Some lines in the material below hold the word "InvalidChannel". Copy all of them.

+++++

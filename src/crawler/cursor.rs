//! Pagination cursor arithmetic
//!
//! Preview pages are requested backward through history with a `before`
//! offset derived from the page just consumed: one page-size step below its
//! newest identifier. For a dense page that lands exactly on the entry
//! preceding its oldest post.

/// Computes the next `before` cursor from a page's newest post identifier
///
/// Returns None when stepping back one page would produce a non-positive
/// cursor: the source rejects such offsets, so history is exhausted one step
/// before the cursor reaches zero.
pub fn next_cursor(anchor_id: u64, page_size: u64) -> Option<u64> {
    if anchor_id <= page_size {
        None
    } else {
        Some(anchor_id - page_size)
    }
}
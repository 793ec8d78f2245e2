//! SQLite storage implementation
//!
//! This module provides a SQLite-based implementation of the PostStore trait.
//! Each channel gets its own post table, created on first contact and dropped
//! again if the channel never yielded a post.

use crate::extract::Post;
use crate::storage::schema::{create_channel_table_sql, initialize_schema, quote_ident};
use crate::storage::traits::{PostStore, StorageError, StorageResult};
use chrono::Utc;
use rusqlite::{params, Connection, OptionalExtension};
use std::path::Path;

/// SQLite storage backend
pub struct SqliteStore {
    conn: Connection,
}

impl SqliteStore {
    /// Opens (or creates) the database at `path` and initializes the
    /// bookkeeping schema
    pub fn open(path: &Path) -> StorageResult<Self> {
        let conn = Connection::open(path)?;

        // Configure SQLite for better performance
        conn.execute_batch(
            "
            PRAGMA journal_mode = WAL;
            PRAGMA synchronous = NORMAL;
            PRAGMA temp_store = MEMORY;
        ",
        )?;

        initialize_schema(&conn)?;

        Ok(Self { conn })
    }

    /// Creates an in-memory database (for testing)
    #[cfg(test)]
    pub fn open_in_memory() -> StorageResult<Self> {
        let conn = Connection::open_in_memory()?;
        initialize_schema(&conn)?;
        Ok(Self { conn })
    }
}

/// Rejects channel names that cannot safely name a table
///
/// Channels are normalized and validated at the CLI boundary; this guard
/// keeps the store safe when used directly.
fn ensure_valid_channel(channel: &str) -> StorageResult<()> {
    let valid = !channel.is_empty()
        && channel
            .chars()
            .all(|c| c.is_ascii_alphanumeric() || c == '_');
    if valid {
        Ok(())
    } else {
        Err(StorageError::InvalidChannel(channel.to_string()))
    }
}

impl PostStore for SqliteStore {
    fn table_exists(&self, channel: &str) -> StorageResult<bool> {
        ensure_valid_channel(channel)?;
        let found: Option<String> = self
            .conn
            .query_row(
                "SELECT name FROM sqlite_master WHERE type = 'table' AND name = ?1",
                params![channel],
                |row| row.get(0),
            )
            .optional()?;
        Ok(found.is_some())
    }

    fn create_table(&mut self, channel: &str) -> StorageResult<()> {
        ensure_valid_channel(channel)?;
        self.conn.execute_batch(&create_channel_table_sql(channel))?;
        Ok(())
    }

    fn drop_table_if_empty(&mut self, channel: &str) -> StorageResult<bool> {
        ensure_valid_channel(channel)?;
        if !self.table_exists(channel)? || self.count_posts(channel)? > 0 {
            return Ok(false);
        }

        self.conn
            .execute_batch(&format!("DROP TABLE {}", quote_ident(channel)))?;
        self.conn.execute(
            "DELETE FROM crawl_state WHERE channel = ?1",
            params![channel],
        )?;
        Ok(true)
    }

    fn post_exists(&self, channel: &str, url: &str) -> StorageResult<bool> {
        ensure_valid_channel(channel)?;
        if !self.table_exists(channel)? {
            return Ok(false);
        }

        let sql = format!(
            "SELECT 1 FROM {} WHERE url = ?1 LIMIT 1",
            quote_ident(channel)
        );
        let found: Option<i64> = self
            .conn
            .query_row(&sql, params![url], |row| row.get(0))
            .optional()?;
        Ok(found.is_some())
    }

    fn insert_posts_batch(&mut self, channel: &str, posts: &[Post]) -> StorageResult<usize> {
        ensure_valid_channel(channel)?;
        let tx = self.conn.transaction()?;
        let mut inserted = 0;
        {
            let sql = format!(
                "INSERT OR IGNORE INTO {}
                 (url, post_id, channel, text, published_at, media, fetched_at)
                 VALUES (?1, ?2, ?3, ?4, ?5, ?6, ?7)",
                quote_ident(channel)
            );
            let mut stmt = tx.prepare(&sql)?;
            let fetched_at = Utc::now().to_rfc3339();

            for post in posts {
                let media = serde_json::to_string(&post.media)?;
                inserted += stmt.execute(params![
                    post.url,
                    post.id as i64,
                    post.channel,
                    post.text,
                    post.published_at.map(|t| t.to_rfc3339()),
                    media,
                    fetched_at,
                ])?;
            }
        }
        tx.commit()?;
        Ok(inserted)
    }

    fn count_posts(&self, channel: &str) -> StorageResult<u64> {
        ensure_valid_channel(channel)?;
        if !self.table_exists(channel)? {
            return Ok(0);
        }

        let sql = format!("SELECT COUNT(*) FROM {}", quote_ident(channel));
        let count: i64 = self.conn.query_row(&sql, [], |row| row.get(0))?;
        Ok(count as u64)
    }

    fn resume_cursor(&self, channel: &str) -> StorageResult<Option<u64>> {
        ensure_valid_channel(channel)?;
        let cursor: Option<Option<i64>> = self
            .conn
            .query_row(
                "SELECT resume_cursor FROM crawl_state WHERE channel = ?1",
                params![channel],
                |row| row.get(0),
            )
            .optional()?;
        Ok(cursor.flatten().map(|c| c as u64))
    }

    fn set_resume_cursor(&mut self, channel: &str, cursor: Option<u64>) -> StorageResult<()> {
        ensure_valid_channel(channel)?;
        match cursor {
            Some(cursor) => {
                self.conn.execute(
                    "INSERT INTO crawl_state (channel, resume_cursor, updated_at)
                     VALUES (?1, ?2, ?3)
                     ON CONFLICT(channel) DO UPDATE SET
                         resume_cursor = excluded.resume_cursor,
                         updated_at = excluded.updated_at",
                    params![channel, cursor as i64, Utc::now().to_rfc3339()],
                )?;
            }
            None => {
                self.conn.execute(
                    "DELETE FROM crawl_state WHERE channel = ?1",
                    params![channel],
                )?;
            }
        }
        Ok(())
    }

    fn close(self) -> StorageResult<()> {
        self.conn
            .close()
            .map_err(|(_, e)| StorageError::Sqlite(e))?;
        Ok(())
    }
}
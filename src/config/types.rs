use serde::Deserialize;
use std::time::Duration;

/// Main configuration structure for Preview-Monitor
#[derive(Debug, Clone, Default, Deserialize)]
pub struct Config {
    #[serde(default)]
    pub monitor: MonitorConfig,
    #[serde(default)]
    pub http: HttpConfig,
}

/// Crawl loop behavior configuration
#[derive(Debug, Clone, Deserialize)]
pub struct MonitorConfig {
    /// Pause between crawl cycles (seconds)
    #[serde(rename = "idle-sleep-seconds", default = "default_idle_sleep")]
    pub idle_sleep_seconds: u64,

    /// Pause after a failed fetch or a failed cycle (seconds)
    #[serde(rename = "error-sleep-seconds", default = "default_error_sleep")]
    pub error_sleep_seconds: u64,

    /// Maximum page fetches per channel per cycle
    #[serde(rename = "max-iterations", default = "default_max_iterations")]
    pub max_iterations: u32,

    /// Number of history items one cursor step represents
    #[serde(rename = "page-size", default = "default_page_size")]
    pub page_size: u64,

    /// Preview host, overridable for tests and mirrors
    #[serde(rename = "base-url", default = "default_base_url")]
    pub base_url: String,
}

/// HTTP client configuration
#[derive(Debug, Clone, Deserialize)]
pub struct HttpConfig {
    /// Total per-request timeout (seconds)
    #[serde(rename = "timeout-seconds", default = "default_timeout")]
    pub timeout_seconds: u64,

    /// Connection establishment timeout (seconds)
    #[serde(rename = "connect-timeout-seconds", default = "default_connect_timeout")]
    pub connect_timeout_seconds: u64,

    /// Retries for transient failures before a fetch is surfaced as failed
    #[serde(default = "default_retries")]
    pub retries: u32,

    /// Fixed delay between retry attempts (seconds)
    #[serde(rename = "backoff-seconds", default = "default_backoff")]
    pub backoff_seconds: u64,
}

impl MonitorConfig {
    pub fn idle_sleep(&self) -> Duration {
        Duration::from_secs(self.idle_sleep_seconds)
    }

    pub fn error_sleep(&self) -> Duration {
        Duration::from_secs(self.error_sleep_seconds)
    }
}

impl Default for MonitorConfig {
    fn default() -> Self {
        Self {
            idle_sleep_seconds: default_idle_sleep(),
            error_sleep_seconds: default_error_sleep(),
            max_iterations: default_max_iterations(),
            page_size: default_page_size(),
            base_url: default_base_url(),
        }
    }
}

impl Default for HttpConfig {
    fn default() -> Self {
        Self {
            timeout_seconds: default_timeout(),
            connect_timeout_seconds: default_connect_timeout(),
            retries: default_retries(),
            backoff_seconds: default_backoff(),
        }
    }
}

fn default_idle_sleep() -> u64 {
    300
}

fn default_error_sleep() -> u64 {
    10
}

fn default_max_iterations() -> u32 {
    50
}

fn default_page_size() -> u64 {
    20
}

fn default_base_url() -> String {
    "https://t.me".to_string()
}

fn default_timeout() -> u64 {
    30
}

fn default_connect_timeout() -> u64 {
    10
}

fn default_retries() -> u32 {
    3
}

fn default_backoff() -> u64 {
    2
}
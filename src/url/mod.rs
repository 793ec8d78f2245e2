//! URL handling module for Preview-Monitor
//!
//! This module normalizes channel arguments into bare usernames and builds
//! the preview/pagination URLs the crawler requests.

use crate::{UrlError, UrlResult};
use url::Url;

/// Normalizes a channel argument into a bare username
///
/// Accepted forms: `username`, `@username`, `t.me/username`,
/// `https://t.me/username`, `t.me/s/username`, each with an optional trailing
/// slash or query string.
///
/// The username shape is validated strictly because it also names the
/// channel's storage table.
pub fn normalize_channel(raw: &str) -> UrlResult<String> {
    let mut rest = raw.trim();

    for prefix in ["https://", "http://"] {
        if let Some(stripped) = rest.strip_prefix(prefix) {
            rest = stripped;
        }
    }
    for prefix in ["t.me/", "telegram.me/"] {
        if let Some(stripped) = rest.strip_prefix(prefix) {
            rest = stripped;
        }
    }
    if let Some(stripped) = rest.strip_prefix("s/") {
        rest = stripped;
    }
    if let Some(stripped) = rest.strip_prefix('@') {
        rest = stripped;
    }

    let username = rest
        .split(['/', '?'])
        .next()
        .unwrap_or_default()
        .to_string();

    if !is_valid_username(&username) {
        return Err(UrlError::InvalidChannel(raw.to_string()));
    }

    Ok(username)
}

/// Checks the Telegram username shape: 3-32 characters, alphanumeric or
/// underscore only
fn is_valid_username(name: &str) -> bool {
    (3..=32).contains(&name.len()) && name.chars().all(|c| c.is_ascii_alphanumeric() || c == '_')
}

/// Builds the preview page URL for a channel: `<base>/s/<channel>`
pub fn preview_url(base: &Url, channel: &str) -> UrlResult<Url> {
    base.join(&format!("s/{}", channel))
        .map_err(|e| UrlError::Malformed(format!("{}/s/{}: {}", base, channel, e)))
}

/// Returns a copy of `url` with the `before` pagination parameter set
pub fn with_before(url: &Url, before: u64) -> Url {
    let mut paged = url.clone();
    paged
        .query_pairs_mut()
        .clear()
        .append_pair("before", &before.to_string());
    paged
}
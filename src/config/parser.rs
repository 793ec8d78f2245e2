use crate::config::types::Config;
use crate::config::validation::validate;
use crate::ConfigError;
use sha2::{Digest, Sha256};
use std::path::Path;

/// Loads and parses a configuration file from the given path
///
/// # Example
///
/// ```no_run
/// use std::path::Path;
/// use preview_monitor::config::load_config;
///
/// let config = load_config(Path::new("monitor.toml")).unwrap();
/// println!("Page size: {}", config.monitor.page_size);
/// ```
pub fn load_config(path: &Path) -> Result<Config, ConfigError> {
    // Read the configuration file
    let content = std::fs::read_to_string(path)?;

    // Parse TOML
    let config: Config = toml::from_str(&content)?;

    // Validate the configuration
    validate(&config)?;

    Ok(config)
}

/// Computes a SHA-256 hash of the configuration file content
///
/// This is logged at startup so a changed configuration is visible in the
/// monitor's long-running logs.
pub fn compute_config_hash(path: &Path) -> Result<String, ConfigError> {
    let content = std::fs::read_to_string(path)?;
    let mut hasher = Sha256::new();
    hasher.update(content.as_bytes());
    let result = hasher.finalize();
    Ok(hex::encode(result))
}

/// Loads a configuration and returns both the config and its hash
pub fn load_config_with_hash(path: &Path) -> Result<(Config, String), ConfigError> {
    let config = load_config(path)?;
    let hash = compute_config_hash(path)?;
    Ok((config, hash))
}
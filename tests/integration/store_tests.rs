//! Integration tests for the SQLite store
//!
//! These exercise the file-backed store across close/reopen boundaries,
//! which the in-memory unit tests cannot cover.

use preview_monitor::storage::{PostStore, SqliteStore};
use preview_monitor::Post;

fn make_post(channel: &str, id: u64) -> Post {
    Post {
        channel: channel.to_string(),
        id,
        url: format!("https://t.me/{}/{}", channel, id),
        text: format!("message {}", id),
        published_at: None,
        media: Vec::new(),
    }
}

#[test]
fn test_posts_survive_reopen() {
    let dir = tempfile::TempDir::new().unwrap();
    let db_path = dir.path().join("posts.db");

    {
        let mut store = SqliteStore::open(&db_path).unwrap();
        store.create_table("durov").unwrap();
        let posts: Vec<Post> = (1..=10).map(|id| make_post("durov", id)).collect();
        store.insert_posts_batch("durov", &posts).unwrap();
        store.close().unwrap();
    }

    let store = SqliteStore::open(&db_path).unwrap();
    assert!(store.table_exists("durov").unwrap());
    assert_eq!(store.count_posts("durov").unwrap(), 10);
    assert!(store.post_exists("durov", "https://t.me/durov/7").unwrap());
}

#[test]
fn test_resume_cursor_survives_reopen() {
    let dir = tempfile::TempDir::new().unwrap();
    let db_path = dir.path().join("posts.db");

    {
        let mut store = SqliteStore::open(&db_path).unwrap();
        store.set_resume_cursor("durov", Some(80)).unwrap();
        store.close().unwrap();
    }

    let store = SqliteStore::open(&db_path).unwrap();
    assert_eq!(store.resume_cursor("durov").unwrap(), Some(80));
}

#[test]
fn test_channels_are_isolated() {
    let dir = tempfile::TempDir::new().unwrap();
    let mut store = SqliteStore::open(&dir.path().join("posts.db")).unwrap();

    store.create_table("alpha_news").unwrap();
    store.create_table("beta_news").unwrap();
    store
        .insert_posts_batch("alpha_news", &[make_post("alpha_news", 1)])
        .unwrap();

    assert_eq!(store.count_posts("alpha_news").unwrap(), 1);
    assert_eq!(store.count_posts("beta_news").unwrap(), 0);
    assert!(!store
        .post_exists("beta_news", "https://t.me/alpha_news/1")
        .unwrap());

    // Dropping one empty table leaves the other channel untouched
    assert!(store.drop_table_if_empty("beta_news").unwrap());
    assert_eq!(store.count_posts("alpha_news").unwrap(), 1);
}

+++++

• ANSWER TO THIS PROBLEM:
        Err(StorageError::InvalidChannel(channel.to_string()))
        return Err(UrlError::InvalidChannel(raw.to_string()));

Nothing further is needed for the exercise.